First and foremost will be product development; to ensure a unique SaaS product can create an impact in a competitive B2B market.

With a strong value proposition in place, it’s time to optimise sales and marketing operations, and take into consideration the core components of strategy, infrastructure, team and clients/community.


As a conceptual activity, strategic planning is not always given the time and attention it deserves. A gung ho attitude will only serve a startup so well without a plan backed by real research rather than internal theory.

Having a strategic plan to align sales and marketing activity gives direction to activity in the early stages, and continues to provide focus as a startup grows.

A strategy will take into consideration brand messaging, competitors and positioning, customer pipeline, and of course in depth research of prospects, to name a few components.
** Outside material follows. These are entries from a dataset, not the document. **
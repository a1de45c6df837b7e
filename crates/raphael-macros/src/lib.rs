//! Procedural macros for Raphael.
//!
//! `#[derive(Model)]` implements `raphael_core::Model` for a plain struct:
//!
//! ```ignore
//! #[derive(Model, Debug, Default, Clone)]
//! #[raphael(app_label = "books")]
//! struct Book {
//!     #[raphael(primary_key)]
//!     id: Option<i64>,
//!     #[raphael(max_length = 200)]
//!     title: String,
//!     #[raphael(kind = "datetime", auto_now_add)]
//!     created_at: Option<i64>,
//!     #[raphael(skip)]
//!     scratch: Vec<u8>,
//! }
//! ```
//!
//! Struct attributes: `app_label` (required), `name`, `table`.
//! Field attributes: `primary_key`, `kind`, `max_length`, `max_digits`,
//! `decimal_places`, `null`, `default`, `auto_now`, `auto_now_add`, `skip`.
//! Without `kind`, the kind is inferred from the Rust type; `Option<T>`
//! fields are nullable.

use proc_macro::TokenStream;
use syn::{DeriveInput, parse_macro_input};

mod model_derive;

/// Derive `raphael_core::Model`.
#[proc_macro_derive(Model, attributes(raphael))]
pub fn derive_model(input: TokenStream) -> TokenStream {
    let input = parse_macro_input!(input as DeriveInput);
    match model_derive::parse_model(&input) {
        Ok(def) => model_derive::generate_model_impl(&def).into(),
        Err(err) => err.to_compile_error().into(),
    }
}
A solid strategy is nothing without the infrastructure to execute it. SaaS startups can practice what they preach and benefit from a multitude of SaaS providers to support day-to-day operations.

A sales tech stack can make or break a business. Consolidate services where possible, or integrate. There are many ways to do this and an API call can be all a startup needs to significantly reduce administrative burdens on sales and marketing teams. Saving a small amount of time each day can accrue into days and weeks of saved time throughout the year.
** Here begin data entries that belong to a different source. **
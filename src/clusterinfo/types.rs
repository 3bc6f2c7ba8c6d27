//! Cluster info document — the decoded response of `GET /` on an
//! Elasticsearch node.
//!
//! The retriever treats this as an immutable snapshot: every successful
//! fetch produces a fresh value that replaces the previous one wholesale.

use serde::{Deserialize, Serialize};
use std::collections::BTreeMap;

// ── Labels ──────────────────────────────────────────────────────────

pub const LABEL_CLUSTER: &str = "cluster";
pub const LABEL_CLUSTER_UUID: &str = "cluster_uuid";
pub const LABEL_VERSION: &str = "version";
pub const LABEL_BUILD_HASH: &str = "build_hash";
pub const LABEL_BUILD_DATE: &str = "build_date";
pub const LABEL_LUCENE_VERSION: &str = "lucene_version";
pub const LABEL_BUILD_FLAVOR: &str = "build_flavor";
pub const LABEL_BUILD_TYPE: &str = "build_type";

/// Every label name a document can produce, in exposition order.
pub const ALL_LABELS: &[&str] = &[
    LABEL_CLUSTER,
    LABEL_CLUSTER_UUID,
    LABEL_VERSION,
    LABEL_BUILD_HASH,
    LABEL_BUILD_DATE,
    LABEL_LUCENE_VERSION,
    LABEL_BUILD_FLAVOR,
    LABEL_BUILD_TYPE,
];

// ── Document ────────────────────────────────────────────────────────

/// Node and cluster identity as reported by the root endpoint.
#[derive(Debug, Clone, PartialEq, Eq, Serialize, Deserialize)]
pub struct ClusterInfo {
    /// Name of the node that answered
    pub name: String,
    pub cluster_name: String,
    pub cluster_uuid: String,
    pub version: VersionInfo,
    #[serde(default)]
    pub tagline: String,
}

/// Build information of the answering node.
#[derive(Debug, Clone, PartialEq, Eq, Serialize, Deserialize)]
pub struct VersionInfo {
    pub number: String,
    /// Only reported by 6.3+ ("default" / "oss")
    #[serde(default)]
    pub build_flavor: Option<String>,
    #[serde(default)]
    pub build_type: Option<String>,
    pub build_hash: String,
    pub build_date: String,
    #[serde(default)]
    pub build_snapshot: bool,
    pub lucene_version: String,
    #[serde(default)]
    pub minimum_wire_compatibility_version: Option<String>,
    #[serde(default)]
    pub minimum_index_compatibility_version: Option<String>,
}

impl ClusterInfo {
    /// The label set this document contributes to metrics.
    ///
    /// Optional build fields only appear when the node reports them, so
    /// two documents from different nodes may differ in shape.
    pub fn labels(&self) -> BTreeMap<&'static str, String> {
        let mut labels = BTreeMap::new();
        labels.insert(LABEL_CLUSTER, self.cluster_name.clone());
        labels.insert(LABEL_CLUSTER_UUID, self.cluster_uuid.clone());
        labels.insert(LABEL_VERSION, self.version.number.clone());
        labels.insert(LABEL_BUILD_HASH, self.version.build_hash.clone());
        labels.insert(LABEL_BUILD_DATE, self.version.build_date.clone());
        labels.insert(LABEL_LUCENE_VERSION, self.version.lucene_version.clone());
        if let Some(flavor) = &self.version.build_flavor {
            labels.insert(LABEL_BUILD_FLAVOR, flavor.clone());
        }
        if let Some(build_type) = &self.version.build_type {
            labels.insert(LABEL_BUILD_TYPE, build_type.clone());
        }
        labels
    }
}

#[cfg(test)]
pub(crate) fn sample(cluster_name: &str, number: &str) -> ClusterInfo {
    ClusterInfo {
        name: "node-1".into(),
        cluster_name: cluster_name.into(),
        cluster_uuid: "3qps7bcWTqyzV49ApmPVfw".into(),
        version: VersionInfo {
            number: number.into(),
            build_flavor: None,
            build_type: None,
            build_hash: "0fbcaba".into(),
            build_date: "2018-05-10T17:12:23.505Z".into(),
            build_snapshot: false,
            lucene_version: "7.3.1".into(),
            minimum_wire_compatibility_version: None,
            minimum_index_compatibility_version: None,
        },
        tagline: "You Know, for Search".into(),
    }
}

#[cfg(test)]
mod tests {
    use super::*;

    const ES_6_3_ROOT: &str = r#"{
        "name": "es-data-0",
        "cluster_name": "elasticsearch",
        "cluster_uuid": "Ii5M0EKZSqa9lR_8LeuMcw",
        "version": {
            "number": "6.3.0",
            "build_flavor": "default",
            "build_type": "tar",
            "build_hash": "424e937",
            "build_date": "2018-06-11T23:38:03.357887Z",
            "build_snapshot": false,
            "lucene_version": "7.3.1",
            "minimum_wire_compatibility_version": "5.6.0",
            "minimum_index_compatibility_version": "5.0.0"
        },
        "tagline": "You Know, for Search"
    }"#;

    const ES_5_ROOT: &str = r#"{
        "name": "gOHeGzS",
        "cluster_name": "elasticsearch",
        "cluster_uuid": "3qps7bcWTqyzV49ApmPVfw",
        "version": {
            "number": "5.6.9",
            "build_hash": "877a590",
            "build_date": "2018-04-12T16:25:14.838Z",
            "build_snapshot": false,
            "lucene_version": "6.6.1"
        },
        "tagline": "You Know, for Search"
    }"#;

    #[test]
    fn test_decode_with_build_flavor() {
        let info: ClusterInfo = serde_json::from_str(ES_6_3_ROOT).unwrap();
        assert_eq!(info.cluster_name, "elasticsearch");
        assert_eq!(info.version.number, "6.3.0");
        assert_eq!(info.version.build_flavor.as_deref(), Some("default"));

        let labels = info.labels();
        assert_eq!(labels.len(), ALL_LABELS.len());
        assert_eq!(labels[LABEL_BUILD_TYPE], "tar");
    }

    #[test]
    fn test_labels_omit_unreported_fields() {
        let info: ClusterInfo = serde_json::from_str(ES_5_ROOT).unwrap();
        let labels = info.labels();
        assert_eq!(labels.len(), 6);
        assert!(!labels.contains_key(LABEL_BUILD_FLAVOR));
        assert_eq!(labels[LABEL_CLUSTER], "elasticsearch");
        assert_eq!(labels[LABEL_VERSION], "5.6.9");
        assert_eq!(labels[LABEL_LUCENE_VERSION], "6.6.1");
    }

    #[test]
    fn test_decode_rejects_missing_version() {
        let body = r#"{"name":"n","cluster_name":"c","cluster_uuid":"u"}"#;
        assert!(serde_json::from_str::<ClusterInfo>(body).is_err());
    }
}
A quality CRM is invaluable, especially to support startup growth as several teams work across accounts. A CRM that can integrate with other software services ensures better control over data and an efficient sales cycle.

There exists a lot of power in automation. Utilising automation services wisely allows startups to engage more prospects and accelerate pipelines. Easing pressures on the workforce can also reduce the risk of employee burnout as engagement demands increase with growth. Different automation options will suit different businesses, and workflows should be built around unique customers for the best results. While there are many benefits to automation, businesses need to be careful however, that they do not not become robotic in their engagement.


While infrastructure and automation is valuable, nothing can replace the value of real team members.

Recruitment should not be carried out in haste, and the value of diversity should be recognised. Once talent is on board, due time should be made available for teams to come together, including across departments to share insights and align activity. This extends beyond uniting sales and marketing teams to product development and finance etc, building relationships and understanding across all departments.

With a talented team in place and working cohesively, it can be tempting to try to motivate staff with targets and commissions, and while there can be a place for this, businesses should be mindful that increased sales through overpromising will lead to disillusioned customers. Short term wins do not necessarily lead to long term gains.

Providing training programmes for all staff, will not only enable the business but also empower the individual. A talented team member happy in their role on day one, will likely value the challenge and opportunity to evolve their role as the company grows.

Clients and Community

Businesses succeed when they enable their customers to be their marketers, generating new leads from word of mouth and referrals. In addition to offering referral rewards, businesses can enable customers to promote them by creating content that they can share, and celebrating their successes, for example through case studies.

For a SaaS B2B startup, the value proposition will shift in time to keep pace with new technologies. This offers a great opportunity to build trusted relationships with clients and provide feedback channels through access to beta versions.

There is a wide community out there for startups, and leads can be generated from leveraging network connections, this includes peers, suppliers and clients. Build relationships and support each other.

How can you optimise sales and marketing to close more deals?

Optimising your sales and marketing operations is not a quick one-time fix.

Successful startups constantly evaluate and refine their processes to adapt to changing times and achieve sustainable growth.

At Sales for Startups we can help you gain clarity in your strategy, gain confidence in your execution and get traction through your sales operations.

When you welcome a VP of Sales to join your startup, they’ll be goal oriented and looking to set targets and timelines. They’ll be keen on extending the scale of their remit, developing relationships with the team and setting out to be with you on this mission for the next 2-3 years.

Sounds perfect, right?

Yes, for developed businesses. For Pre-Seed to Series A, often not.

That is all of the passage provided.